═════ THE DATA

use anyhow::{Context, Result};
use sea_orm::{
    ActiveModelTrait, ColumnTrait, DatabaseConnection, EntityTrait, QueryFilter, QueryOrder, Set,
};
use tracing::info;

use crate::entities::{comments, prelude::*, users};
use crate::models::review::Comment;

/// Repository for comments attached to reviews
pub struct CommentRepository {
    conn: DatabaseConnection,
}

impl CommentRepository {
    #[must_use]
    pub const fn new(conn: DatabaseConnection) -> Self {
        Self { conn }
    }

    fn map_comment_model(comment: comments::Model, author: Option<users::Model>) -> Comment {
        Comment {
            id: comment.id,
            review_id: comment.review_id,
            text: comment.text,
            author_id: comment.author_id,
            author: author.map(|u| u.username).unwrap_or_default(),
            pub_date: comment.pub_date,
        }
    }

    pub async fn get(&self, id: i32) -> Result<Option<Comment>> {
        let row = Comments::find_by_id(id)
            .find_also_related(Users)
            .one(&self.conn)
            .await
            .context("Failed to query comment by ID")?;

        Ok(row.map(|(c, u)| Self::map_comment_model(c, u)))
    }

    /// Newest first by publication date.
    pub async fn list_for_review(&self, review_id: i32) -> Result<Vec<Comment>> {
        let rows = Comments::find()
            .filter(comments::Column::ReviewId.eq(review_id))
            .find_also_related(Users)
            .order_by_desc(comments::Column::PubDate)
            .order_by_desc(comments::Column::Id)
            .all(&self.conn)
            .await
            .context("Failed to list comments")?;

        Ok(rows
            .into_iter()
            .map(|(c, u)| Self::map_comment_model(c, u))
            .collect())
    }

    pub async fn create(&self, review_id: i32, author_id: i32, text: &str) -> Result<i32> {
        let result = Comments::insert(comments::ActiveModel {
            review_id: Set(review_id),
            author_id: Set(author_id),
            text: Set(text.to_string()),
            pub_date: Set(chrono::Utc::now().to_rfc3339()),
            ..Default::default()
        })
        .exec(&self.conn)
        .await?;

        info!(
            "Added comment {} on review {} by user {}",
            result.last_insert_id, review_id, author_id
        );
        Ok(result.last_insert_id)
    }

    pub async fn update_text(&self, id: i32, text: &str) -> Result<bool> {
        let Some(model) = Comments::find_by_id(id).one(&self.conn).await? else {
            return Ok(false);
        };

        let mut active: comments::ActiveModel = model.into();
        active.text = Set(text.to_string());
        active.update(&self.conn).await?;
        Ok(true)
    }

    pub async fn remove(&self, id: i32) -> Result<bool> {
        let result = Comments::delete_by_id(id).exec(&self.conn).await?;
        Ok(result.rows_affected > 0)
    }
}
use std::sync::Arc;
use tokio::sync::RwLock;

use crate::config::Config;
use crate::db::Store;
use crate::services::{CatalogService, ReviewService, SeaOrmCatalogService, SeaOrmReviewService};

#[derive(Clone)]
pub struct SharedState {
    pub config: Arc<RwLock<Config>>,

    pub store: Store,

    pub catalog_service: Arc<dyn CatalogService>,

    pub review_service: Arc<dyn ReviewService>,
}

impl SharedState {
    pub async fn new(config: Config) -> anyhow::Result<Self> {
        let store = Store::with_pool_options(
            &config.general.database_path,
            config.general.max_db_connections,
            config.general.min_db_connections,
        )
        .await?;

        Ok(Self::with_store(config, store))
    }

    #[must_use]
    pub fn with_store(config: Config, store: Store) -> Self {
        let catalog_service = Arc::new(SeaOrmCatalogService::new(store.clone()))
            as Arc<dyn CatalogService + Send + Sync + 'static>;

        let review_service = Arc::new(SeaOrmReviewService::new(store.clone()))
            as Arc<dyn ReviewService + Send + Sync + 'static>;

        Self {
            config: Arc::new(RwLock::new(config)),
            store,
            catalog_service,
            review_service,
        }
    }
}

══════════
═════ THE DATA

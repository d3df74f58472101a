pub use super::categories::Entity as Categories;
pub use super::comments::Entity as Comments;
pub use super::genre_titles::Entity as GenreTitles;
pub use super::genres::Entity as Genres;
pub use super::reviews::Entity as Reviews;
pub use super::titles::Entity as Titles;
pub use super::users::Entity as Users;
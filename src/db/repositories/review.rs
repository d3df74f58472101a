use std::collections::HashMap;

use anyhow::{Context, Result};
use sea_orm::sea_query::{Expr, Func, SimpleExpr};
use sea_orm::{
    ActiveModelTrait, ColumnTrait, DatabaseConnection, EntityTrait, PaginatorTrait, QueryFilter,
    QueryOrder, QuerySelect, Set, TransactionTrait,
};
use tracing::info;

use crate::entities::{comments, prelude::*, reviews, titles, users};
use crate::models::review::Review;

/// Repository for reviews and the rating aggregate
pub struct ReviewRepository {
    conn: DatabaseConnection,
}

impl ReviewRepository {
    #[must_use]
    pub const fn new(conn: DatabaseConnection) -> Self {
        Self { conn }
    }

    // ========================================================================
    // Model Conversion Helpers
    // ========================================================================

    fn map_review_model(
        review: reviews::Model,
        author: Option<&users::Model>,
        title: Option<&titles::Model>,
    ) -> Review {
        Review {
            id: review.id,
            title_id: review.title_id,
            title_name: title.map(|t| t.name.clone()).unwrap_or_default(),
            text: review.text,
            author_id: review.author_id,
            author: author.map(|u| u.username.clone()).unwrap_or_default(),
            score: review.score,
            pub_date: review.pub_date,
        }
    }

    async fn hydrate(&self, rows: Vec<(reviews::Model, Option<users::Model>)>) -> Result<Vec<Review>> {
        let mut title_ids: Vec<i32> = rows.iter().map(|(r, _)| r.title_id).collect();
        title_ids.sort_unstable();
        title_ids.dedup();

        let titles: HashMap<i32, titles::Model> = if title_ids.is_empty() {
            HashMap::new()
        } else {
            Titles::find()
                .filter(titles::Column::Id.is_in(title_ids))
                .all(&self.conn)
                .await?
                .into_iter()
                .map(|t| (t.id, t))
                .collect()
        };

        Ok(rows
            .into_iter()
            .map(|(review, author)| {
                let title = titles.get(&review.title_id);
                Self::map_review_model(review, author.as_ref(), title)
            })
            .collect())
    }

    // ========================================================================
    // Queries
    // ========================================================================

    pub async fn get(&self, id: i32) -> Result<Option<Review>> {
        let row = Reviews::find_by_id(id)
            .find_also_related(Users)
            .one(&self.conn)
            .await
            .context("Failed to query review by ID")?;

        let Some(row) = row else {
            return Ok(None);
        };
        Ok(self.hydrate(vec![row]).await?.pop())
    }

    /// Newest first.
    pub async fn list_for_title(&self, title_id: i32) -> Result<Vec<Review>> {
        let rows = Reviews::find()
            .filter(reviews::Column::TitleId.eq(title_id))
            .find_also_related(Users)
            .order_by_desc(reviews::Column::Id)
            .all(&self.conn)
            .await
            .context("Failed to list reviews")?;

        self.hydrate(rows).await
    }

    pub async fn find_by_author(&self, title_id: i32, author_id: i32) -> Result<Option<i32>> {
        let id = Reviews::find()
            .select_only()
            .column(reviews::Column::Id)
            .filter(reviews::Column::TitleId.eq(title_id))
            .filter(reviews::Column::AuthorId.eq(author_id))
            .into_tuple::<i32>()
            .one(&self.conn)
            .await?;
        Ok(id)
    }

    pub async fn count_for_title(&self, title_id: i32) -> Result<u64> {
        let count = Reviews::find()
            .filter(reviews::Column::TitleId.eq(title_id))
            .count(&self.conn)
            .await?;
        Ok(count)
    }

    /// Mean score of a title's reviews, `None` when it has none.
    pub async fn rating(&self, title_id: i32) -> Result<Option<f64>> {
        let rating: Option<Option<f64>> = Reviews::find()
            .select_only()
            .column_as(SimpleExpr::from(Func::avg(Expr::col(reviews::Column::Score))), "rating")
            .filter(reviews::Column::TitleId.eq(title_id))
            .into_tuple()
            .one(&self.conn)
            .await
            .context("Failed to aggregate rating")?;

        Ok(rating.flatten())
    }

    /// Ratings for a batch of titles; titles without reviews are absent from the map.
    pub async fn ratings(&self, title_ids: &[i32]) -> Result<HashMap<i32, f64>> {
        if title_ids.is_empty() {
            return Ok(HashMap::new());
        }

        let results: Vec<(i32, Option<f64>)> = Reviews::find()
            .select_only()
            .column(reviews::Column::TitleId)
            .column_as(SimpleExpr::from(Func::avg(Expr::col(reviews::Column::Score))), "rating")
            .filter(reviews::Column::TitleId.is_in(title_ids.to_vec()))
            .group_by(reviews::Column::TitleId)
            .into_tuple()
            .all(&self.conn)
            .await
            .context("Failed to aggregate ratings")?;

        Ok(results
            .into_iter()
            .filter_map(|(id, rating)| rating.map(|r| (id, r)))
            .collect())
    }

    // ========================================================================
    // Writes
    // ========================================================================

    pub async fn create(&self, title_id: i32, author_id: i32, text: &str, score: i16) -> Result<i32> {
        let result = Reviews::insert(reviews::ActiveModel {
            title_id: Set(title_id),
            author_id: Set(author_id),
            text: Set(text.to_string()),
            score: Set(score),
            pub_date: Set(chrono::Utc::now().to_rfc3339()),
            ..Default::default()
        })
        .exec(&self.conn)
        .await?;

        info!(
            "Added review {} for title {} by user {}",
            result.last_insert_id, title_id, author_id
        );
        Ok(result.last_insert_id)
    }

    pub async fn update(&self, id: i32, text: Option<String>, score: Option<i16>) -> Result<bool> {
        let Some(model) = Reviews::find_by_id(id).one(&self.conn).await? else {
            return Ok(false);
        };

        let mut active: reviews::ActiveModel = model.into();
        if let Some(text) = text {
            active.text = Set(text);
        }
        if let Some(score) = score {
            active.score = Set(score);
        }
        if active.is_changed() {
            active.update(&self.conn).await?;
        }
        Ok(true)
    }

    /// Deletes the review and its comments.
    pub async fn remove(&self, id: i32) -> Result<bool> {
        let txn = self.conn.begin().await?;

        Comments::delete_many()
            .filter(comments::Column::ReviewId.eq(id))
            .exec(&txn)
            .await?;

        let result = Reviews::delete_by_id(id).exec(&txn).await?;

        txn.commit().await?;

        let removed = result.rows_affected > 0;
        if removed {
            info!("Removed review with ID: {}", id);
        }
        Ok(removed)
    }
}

══════════

▸ TASK TO CARRY OUT: All lines holding the word "EntityTrait" must be copied from the data.

▸ ANSWER:
    ActiveModelTrait, ColumnTrait, DatabaseConnection, EntityTrait, QueryFilter, QueryOrder, Set,
    ActiveModelTrait, ColumnTrait, DatabaseConnection, EntityTrait, PaginatorTrait, QueryFilter,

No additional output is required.